In this project, we aimed to replicate the results of the model described by Simonyan & Zisserman 2015 ("Very Deep Convolutional Networks for Large-Scale Image Recognition"), also known as VGG16, which uses CNN with varying depths for large-scale image recognition. The CNN configuration achieves great accuracy on the ImageNet dataset thanks to the use of sequential 3x3 convolutional filters. The best results in the paper were achieved with 16 and 19 layer models, but several were tested: VGG11, VGG13, VGG16, and VGG19.
Overall, we consider that our models mirror the paper quite well. Using TensorFlow parallel processing and Kaggle's built in TPU to maximize efficiency, our team managed to:
- preprocess the images according to the paper's guidelines. Namely, mean RGB value was subtracted from all images, which were rescaled by an S factor (S=256) and randomly cropped into a 228x228 square. Data augmentation was obtained thanks to image flipping/changes in color contrast;
- fully reproduce the architecture of the 11-layer model and transfer it to the subsequent deeper models for weights inheritance (via transfer learning). The architectures of VGG13, VGG16 and VGG19 were set up accordingly;
- improve latency, troughput and overall performance via caching, shuffling and prefetching of data;
- use utility scripts to maximize efficiency and keep the code compact;
- achieve training accuracy of nearly 100%.
-
Due to time and computational constraints, we were only able to use a train set of size 170000 (11% of total train set), and for only 15 epochs as opposed to 74;
-
We have built a pipeline analogous to the current one using generators, which would allow to process the entire ImageNet dataset on a GPU, but we could not achieve this on TPU due to compatibility issues. Future work could help fix this so as to process the whole dataset;
-
The S factor in the paper takes two values: 256 and 384. Only the former was utilized because of computational constraints;
-
random weight initialization from a normal distribution is required by the paper for the 11-layer model, and we achieved it thanks to:
kernel_initializer=initializers.RandomNormal(mean=0.0, stddev=0.1, seed=None)

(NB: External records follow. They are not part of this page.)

pub mod dispatch;
pub mod fare;
pub mod lifecycle;
pub mod location;
pub mod reconciler;
pub mod relay;
pub mod rides;

use std::sync::Arc;

use tokio::sync::watch;
use tokio::task::JoinHandle;
use tracing::error;

use crate::bus::consumer::{run_consumer, MessageHandler};
use crate::bus::{
    DRIVER_MATCHING_QUEUE, DRIVER_RESPONSES_QUEUE, DRIVER_STATUS_QUEUE, LOCATIONS_QUEUE,
};
use crate::state::AppState;

/// Starts one consumer task per queue. Each stops when `shutdown` flips.
pub fn spawn_consumers(state: &AppState, shutdown: watch::Receiver<bool>) -> Vec<JoinHandle<()>> {
    let handlers: [(&'static str, Arc<dyn MessageHandler>); 4] = [
        (DRIVER_MATCHING_QUEUE, state.dispatch.clone()),
        (DRIVER_RESPONSES_QUEUE, state.reconciler.clone()),
        (DRIVER_STATUS_QUEUE, state.status_relay.clone()),
        (LOCATIONS_QUEUE, state.location_relay.clone()),
    ];

    handlers
        .into_iter()
        .map(|(queue, handler)| {
            let bus = state.bus.clone();
            let metrics = state.metrics.clone();
            let shutdown = shutdown.clone();
            tokio::spawn(async move {
                if let Err(err) = run_consumer(bus, queue, handler, metrics, shutdown).await {
                    error!(queue, error = %err, "consumer failed");
                }
            })
        })
        .collect()
}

. However, randomizing weights through this and other approaches consistently led to a nan loss. Thus, we resorted to a weight initialization that draws weights from a Glorot uniform distribution, to avoid the vanishing gradient problem. However, this does not exactly replicate the paper's procedure. Future efforts should focus on debugging the underlying issue in order to replicate the original paper as closely as possible, and preserving random weights; -
Unfortunately, whereas training accuracy was extremely high (nearing 100%), accuracy values for the validation set (~50%) show that our models severely overfit. We interpret this difference in performance between the two sets in two possible ways:
- the model architectures may be too complex for the subset of data we are using;
- the small amount of data we are using may hint that the two sets are inadvertently biased or imbalanced;
- the validation set was preprocessed improperly with respect to the training set.
The exact cause can be investigated by using more data and careful debugging of how our preprocessing affects each set.

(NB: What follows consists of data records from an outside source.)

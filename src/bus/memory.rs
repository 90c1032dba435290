use std::collections::VecDeque;
use std::sync::{Arc, Mutex};

use async_trait::async_trait;
use chrono::{DateTime, Utc};
use dashmap::DashMap;
use futures::stream;
use tokio::sync::{mpsc, Mutex as AsyncMutex, OwnedMutexGuard, OwnedSemaphorePermit, Semaphore};
use tracing::{debug, warn};

use super::{
    topic_matches, Acker, BusError, Delivery, DeliveryStream, ExchangeKind, MessageBus, Settlement,
};

#[derive(Debug, Clone)]
struct Message {
    exchange: String,
    routing_key: String,
    body: Arc<[u8]>,
    redelivered: bool,
}

#[derive(Debug, Clone)]
pub struct DeadLetter {
    pub queue: String,
    pub exchange: String,
    pub routing_key: String,
    pub body: Arc<[u8]>,
    pub rejected_at: DateTime<Utc>,
}

struct Exchange {
    kind: ExchangeKind,
    bindings: Vec<(String, String)>,
}

/// Oldest dead letters are discarded past this many.
pub const DEAD_LETTER_LIMIT: usize = 1024;

/// Rejected messages kept for inspection, newest last.
struct DeadLetters {
    letters: VecDeque<DeadLetter>,
    limit: usize,
}

impl DeadLetters {
    fn push(&mut self, letter: DeadLetter) {
        if self.letters.len() == self.limit {
            if let Some(dropped) = self.letters.pop_front() {
                warn!(queue = %dropped.queue, routing_key = %dropped.routing_key, "dead letter store full, discarding oldest");
            }
        }
        self.letters.push_back(letter);
    }
}

struct Queue {
    tx: mpsc::UnboundedSender<Message>,
    rx: Arc<AsyncMutex<mpsc::UnboundedReceiver<Message>>>,
}

/// Single-process broker. Queues are unbounded; consumers are limited by a
/// per-stream prefetch window. Each queue serves one consumer at a time and
/// keeps its backlog when that consumer goes away.
pub struct InMemoryBus {
    exchanges: DashMap<String, Exchange>,
    queues: DashMap<String, Queue>,
    dead_letters: Arc<Mutex<DeadLetters>>,
    prefetch: usize,
}

impl InMemoryBus {
    pub fn new(prefetch: usize) -> Self {
        Self {
            exchanges: DashMap::new(),
            queues: DashMap::new(),
            dead_letters: Arc::new(Mutex::new(DeadLetters {
                letters: VecDeque::new(),
                limit: DEAD_LETTER_LIMIT,
            })),
            prefetch: prefetch.max(1),
        }
    }

    pub fn with_dead_letter_limit(self, limit: usize) -> Self {
        self.lock_dead_letters().limit = limit.max(1);
        self
    }

    pub fn dead_letters(&self) -> Vec<DeadLetter> {
        self.lock_dead_letters().letters.iter().cloned().collect()
    }

    /// Removes and returns every stored dead letter.
    pub fn drain_dead_letters(&self) -> Vec<DeadLetter> {
        self.lock_dead_letters().letters.drain(..).collect()
    }

    fn lock_dead_letters(&self) -> std::sync::MutexGuard<'_, DeadLetters> {
        self.dead_letters
            .lock()
            .unwrap_or_else(|poisoned| poisoned.into_inner())
    }
}

#[async_trait]
impl MessageBus for InMemoryBus {
    async fn declare_exchange(&self, name: &str, kind: ExchangeKind) -> Result<(), BusError> {
        let entry = self.exchanges.entry(name.to_string()).or_insert_with(|| Exchange {
            kind,
            bindings: Vec::new(),
        });

        if entry.kind != kind {
            return Err(BusError::ExchangeMismatch {
                name: name.to_string(),
                existing: entry.kind,
            });
        }
        Ok(())
    }

    async fn declare_queue(&self, name: &str) -> Result<(), BusError> {
        self.queues.entry(name.to_string()).or_insert_with(|| {
            let (tx, rx) = mpsc::unbounded_channel();
            Queue {
                tx,
                rx: Arc::new(AsyncMutex::new(rx)),
            }
        });
        Ok(())
    }

    async fn bind(&self, queue: &str, exchange: &str, pattern: &str) -> Result<(), BusError> {
        if !self.queues.contains_key(queue) {
            return Err(BusError::UnknownQueue(queue.to_string()));
        }

        let mut exchange_entry = self
            .exchanges
            .get_mut(exchange)
            .ok_or_else(|| BusError::UnknownExchange(exchange.to_string()))?;

        let binding = (queue.to_string(), pattern.to_string());
        if !exchange_entry.bindings.contains(&binding) {
            exchange_entry.bindings.push(binding);
        }
        Ok(())
    }

    async fn publish(
        &self,
        exchange: &str,
        routing_key: &str,
        body: Vec<u8>,
    ) -> Result<(), BusError> {
        let exchange_entry = self
            .exchanges
            .get(exchange)
            .ok_or_else(|| BusError::UnknownExchange(exchange.to_string()))?;

        let body: Arc<[u8]> = body.into();
        let mut routed = 0;

        for (queue_name, pattern) in &exchange_entry.bindings {
            let matches = match exchange_entry.kind {
                ExchangeKind::Fanout => true,
                ExchangeKind::Topic => topic_matches(pattern, routing_key),
            };
            if !matches {
                continue;
            }

            let Some(queue) = self.queues.get(queue_name) else {
                continue;
            };
            let message = Message {
                exchange: exchange.to_string(),
                routing_key: routing_key.to_string(),
                body: body.clone(),
                redelivered: false,
            };
            if queue.tx.send(message).is_ok() {
                routed += 1;
            }
        }

        if routed == 0 {
            debug!(exchange, routing_key, "message was unroutable");
        }
        Ok(())
    }

    async fn consume(&self, queue: &str) -> Result<DeliveryStream, BusError> {
        let (receiver, requeue) = {
            let entry = self
                .queues
                .get(queue)
                .ok_or_else(|| BusError::UnknownQueue(queue.to_string()))?;
            let receiver = entry
                .rx
                .clone()
                .try_lock_owned()
                .map_err(|_| BusError::ConsumerExists(queue.to_string()))?;
            (receiver, entry.tx.clone())
        };

        let consumer = Consumer {
            queue: queue.to_string(),
            receiver,
            requeue,
            permits: Arc::new(Semaphore::new(self.prefetch)),
            dead_letters: self.dead_letters.clone(),
        };

        let deliveries = stream::unfold(consumer, |mut consumer| async move {
            let delivery = consumer.next().await?;
            Some((delivery, consumer))
        });
        Ok(Box::pin(deliveries))
    }
}

struct Consumer {
    queue: String,
    receiver: OwnedMutexGuard<mpsc::UnboundedReceiver<Message>>,
    requeue: mpsc::UnboundedSender<Message>,
    permits: Arc<Semaphore>,
    dead_letters: Arc<Mutex<DeadLetters>>,
}

impl Consumer {
    async fn next(&mut self) -> Option<Delivery> {
        // The prefetch window is taken before receiving so an unsettled
        // backlog stops the stream instead of piling up in memory.
        let permit = self.permits.clone().acquire_owned().await.ok()?;
        let message = self.receiver.recv().await?;

        let acker = MemoryAcker {
            queue: self.queue.clone(),
            message: message.clone(),
            requeue: self.requeue.clone(),
            dead_letters: self.dead_letters.clone(),
            _permit: permit,
        };

        Some(Delivery::new(
            message.exchange,
            message.routing_key,
            message.body,
            message.redelivered,
            Box::new(acker),
        ))
    }
}

struct MemoryAcker {
    queue: String,
    message: Message,
    requeue: mpsc::UnboundedSender<Message>,
    dead_letters: Arc<Mutex<DeadLetters>>,
    _permit: OwnedSemaphorePermit,
}

impl Acker for MemoryAcker {
    fn settle(self: Box<Self>, settlement: Settlement) {
        match settlement {
            Settlement::Ack => {}
            Settlement::Requeue => {
                let mut message = self.message;
                message.redelivered = true;
                if self.requeue.send(message).is_err() {
                    warn!(queue = %self.queue, "queue closed, requeued message lost");
                }
            }
            Settlement::DeadLetter => {
                let letter = DeadLetter {
                    queue: self.queue,
                    exchange: self.message.exchange,
                    routing_key: self.message.routing_key,
                    body: self.message.body,
                    rejected_at: Utc::now(),
                };
                self.dead_letters
                    .lock()
                    .unwrap_or_else(|poisoned| poisoned.into_inner())
                    .push(letter);
            }
        }
    }
}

This is the primary Jupyter notebook for this project. It contains all functionality from this project, including image preprocessing, data loading and caching, the architecture and training for the VGG-11 model as well as all deeper networks (VGG-13, 16, and 19).

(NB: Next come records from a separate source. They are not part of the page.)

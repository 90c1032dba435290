//! Asynchronous messaging between services.
//!
//! [`MessageBus`] is the broker seam: exchanges, queues, bindings, publish and
//! a manually-acknowledged consume stream. [`memory::InMemoryBus`] implements it
//! inside one process and [`amqp::AmqpBus`] against a RabbitMQ broker; the typed layer on top is [`Publisher`] for producers and
//! [`consumer::run_consumer`] for queue workers.

pub mod amqp;
pub mod consumer;
pub mod memory;

use std::sync::Arc;
use std::time::Duration;

use async_trait::async_trait;
use futures::stream::BoxStream;
use thiserror::Error;
use tracing::{debug, info};

use crate::error::AppError;
use crate::models::events::{Event, DRIVER_TOPIC, LOCATION_FANOUT, RIDE_REQUESTED_KEY, RIDE_TOPIC};

pub const DRIVER_MATCHING_QUEUE: &str = "driver_matching";
pub const DRIVER_RESPONSES_QUEUE: &str = "ride_service_driver_responses";
pub const DRIVER_STATUS_QUEUE: &str = "ride_service_driver_status";
pub const LOCATIONS_QUEUE: &str = "ride_service_locations";

#[derive(Debug, Clone, Copy, PartialEq, Eq)]
pub enum ExchangeKind {
    Topic,
    Fanout,
}

#[derive(Debug, Error)]
pub enum BusError {
    #[error("unknown exchange: {0}")]
    UnknownExchange(String),

    #[error("unknown queue: {0}")]
    UnknownQueue(String),

    #[error("exchange {name} already declared as {existing:?}")]
    ExchangeMismatch { name: String, existing: ExchangeKind },

    #[error("queue {0} already has a consumer")]
    ConsumerExists(String),

    #[error("publish to {0} timed out")]
    Timeout(String),

    #[error("bus is closed")]
    Closed,

    #[error("broker error: {0}")]
    Broker(String),
}

impl From<BusError> for AppError {
    fn from(err: BusError) -> Self {
        match err {
            BusError::Timeout(_) | BusError::Closed | BusError::Broker(_) => {
                AppError::Unavailable(err.to_string())
            }
            _ => AppError::Internal(err.to_string()),
        }
    }
}

/// How a consumer settled one delivery.
#[derive(Debug, Clone, Copy, PartialEq, Eq)]
pub enum Settlement {
    Ack,
    Requeue,
    DeadLetter,
}

/// Broker-side handle used to settle a delivery.
pub trait Acker: Send {
    fn settle(self: Box<Self>, settlement: Settlement);
}

/// One message handed to a consumer. Settled exactly once: by [`Delivery::ack`],
/// by [`Delivery::nack`], or by being dropped, which requeues it.
pub struct Delivery {
    pub exchange: String,
    pub routing_key: String,
    pub body: Arc<[u8]>,
    pub redelivered: bool,
    acker: Option<Box<dyn Acker>>,
}

impl Delivery {
    pub fn new(
        exchange: String,
        routing_key: String,
        body: Arc<[u8]>,
        redelivered: bool,
        acker: Box<dyn Acker>,
    ) -> Self {
        Self {
            exchange,
            routing_key,
            body,
            redelivered,
            acker: Some(acker),
        }
    }

    pub fn ack(mut self) {
        self.settle(Settlement::Ack);
    }

    pub fn nack(mut self, requeue: bool) {
        let settlement = if requeue {
            Settlement::Requeue
        } else {
            Settlement::DeadLetter
        };
        self.settle(settlement);
    }

    fn settle(&mut self, settlement: Settlement) {
        if let Some(acker) = self.acker.take() {
            acker.settle(settlement);
        }
    }
}

impl Drop for Delivery {
    fn drop(&mut self) {
        self.settle(Settlement::Requeue);
    }
}

impl std::fmt::Debug for Delivery {
    fn fmt(&self, f: &mut std::fmt::Formatter<'_>) -> std::fmt::Result {
        f.debug_struct("Delivery")
            .field("exchange", &self.exchange)
            .field("routing_key", &self.routing_key)
            .field("body_len", &self.body.len())
            .field("redelivered", &self.redelivered)
            .finish()
    }
}

pub type DeliveryStream = BoxStream<'static, Delivery>;

#[async_trait]
pub trait MessageBus: Send + Sync {
    async fn declare_exchange(&self, name: &str, kind: ExchangeKind) -> Result<(), BusError>;

    async fn declare_queue(&self, name: &str) -> Result<(), BusError>;

    async fn bind(&self, queue: &str, exchange: &str, pattern: &str) -> Result<(), BusError>;

    async fn publish(&self, exchange: &str, routing_key: &str, body: Vec<u8>)
    -> Result<(), BusError>;

    async fn consume(&self, queue: &str) -> Result<DeliveryStream, BusError>;
}

/// AMQP topic matching: words are dot-separated, `*` matches exactly one word
/// and `#` matches zero or more.
pub fn topic_matches(pattern: &str, routing_key: &str) -> bool {
    let pattern: Vec<&str> = pattern.split('.').collect();
    let key: Vec<&str> = if routing_key.is_empty() {
        Vec::new()
    } else {
        routing_key.split('.').collect()
    };
    match_words(&pattern, &key)
}

fn match_words(pattern: &[&str], key: &[&str]) -> bool {
    match pattern.split_first() {
        None => key.is_empty(),
        Some((&"#", rest)) => (0..=key.len()).any(|skip| match_words(rest, &key[skip..])),
        Some((&word, rest)) => match key.split_first() {
            Some((first, key_rest)) => (word == "*" || word == *first) && match_words(rest, key_rest),
            None => false,
        },
    }
}

/// Typed producer with a bounded publish time.
#[derive(Clone)]
pub struct Publisher {
    bus: Arc<dyn MessageBus>,
    timeout: Duration,
}

impl Publisher {
    pub fn new(bus: Arc<dyn MessageBus>, timeout: Duration) -> Self {
        Self { bus, timeout }
    }

    pub async fn publish(&self, event: &Event) -> Result<(), AppError> {
        let body = event.encode()?;
        let exchange = event.exchange();
        let routing_key = event.routing_key();

        tokio::time::timeout(self.timeout, self.bus.publish(exchange, &routing_key, body))
            .await
            .map_err(|_| BusError::Timeout(exchange.to_string()))??;

        debug!(exchange, routing_key = %routing_key, "event published");
        Ok(())
    }
}

/// Declares every exchange, queue and binding the services rely on. Idempotent.
pub async fn declare_topology(bus: &dyn MessageBus) -> Result<(), BusError> {
    bus.declare_exchange(RIDE_TOPIC, ExchangeKind::Topic).await?;
    bus.declare_exchange(DRIVER_TOPIC, ExchangeKind::Topic).await?;
    bus.declare_exchange(LOCATION_FANOUT, ExchangeKind::Fanout).await?;

    bus.declare_queue(DRIVER_MATCHING_QUEUE).await?;
    bus.declare_queue(DRIVER_RESPONSES_QUEUE).await?;
    bus.declare_queue(DRIVER_STATUS_QUEUE).await?;
    bus.declare_queue(LOCATIONS_QUEUE).await?;

    bus.bind(DRIVER_MATCHING_QUEUE, RIDE_TOPIC, RIDE_REQUESTED_KEY)
        .await?;
    bus.bind(DRIVER_RESPONSES_QUEUE, DRIVER_TOPIC, "driver.response.*")
        .await?;
    bus.bind(DRIVER_STATUS_QUEUE, DRIVER_TOPIC, "driver.status.*")
        .await?;
    bus.bind(LOCATIONS_QUEUE, LOCATION_FANOUT, "").await?;

    info!("bus topology declared");
    Ok(())
}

This file is an auxillary to the primary notebook, imagenet-reproducing-convnets.ipynb. This notebook contains only the architecture for the VGG-16 model, to allow for separate training from other models. Note: this notebook requires importing of a VGG-11 model trained in the primary notebook. This can be done by saving a trained model in the pimary notebook, downloading the model to a local device, uploading the saved model to Kaggle as a database, then importing the database containing the model to this notebook.
Just as with the file above, imagenet-reproducing-convnet-19.ipynb is an auxillary to the primary notebook expressly for training the VGG-19 model. See above for notes on usage.>
A utility file built to streamline image preprocessing and transfer learning across models.
A version of the VGG-11 model containing random weight initialization with standard deviation of 0.1. As noted above, errors with the training loss were experienced in this version.
For all architectures (11, 13, 16, 19 layers), users can import and run our models and thus make new predictions with them. This section aims at making the replication process smooth and concise.
Our work can be replicated thanks to our utility scripts, which design the architecture for each model. The user can decide to import whichever architecture is most useful to them.
It is recommended to use a Kaggle account, as most of the GitHub links available here are Kaggle Notebooks. Please be aware that for the models to run smoothly, you should use a Tensor Processing Unit, as shown below.
Let's imagine you wish to use the 16-layer architecture:
- On the right sidebar of your Kaggle notebook, add the utility script to your Kaggle input files. If you wish to use the same dataset as the one used in our code, add it to your input files as well, or proceed with a different dataset. If you choose to do the latter, please be aware of the fact that our preprocessing pipeline may not be suited for a different dataset;
- Select Kaggle's TPU by clicking on the accelerator available on the three dots at the top right corner of your screen;
- Setup a TPU as per this cell;
- Setup constants, train and test size according to your needs. If using our preprocessing pipeline, simply call the utils snippet by using:
<your_ds> = <your_ds>.map( lambda path: vggutils.process_path(path, class_names), num_parallel_calls=tf.data.AUTOTUNE)
; - To use one of our models for your own projects, you can use
model.save()
to save your desired model in a keras file andload_model()
.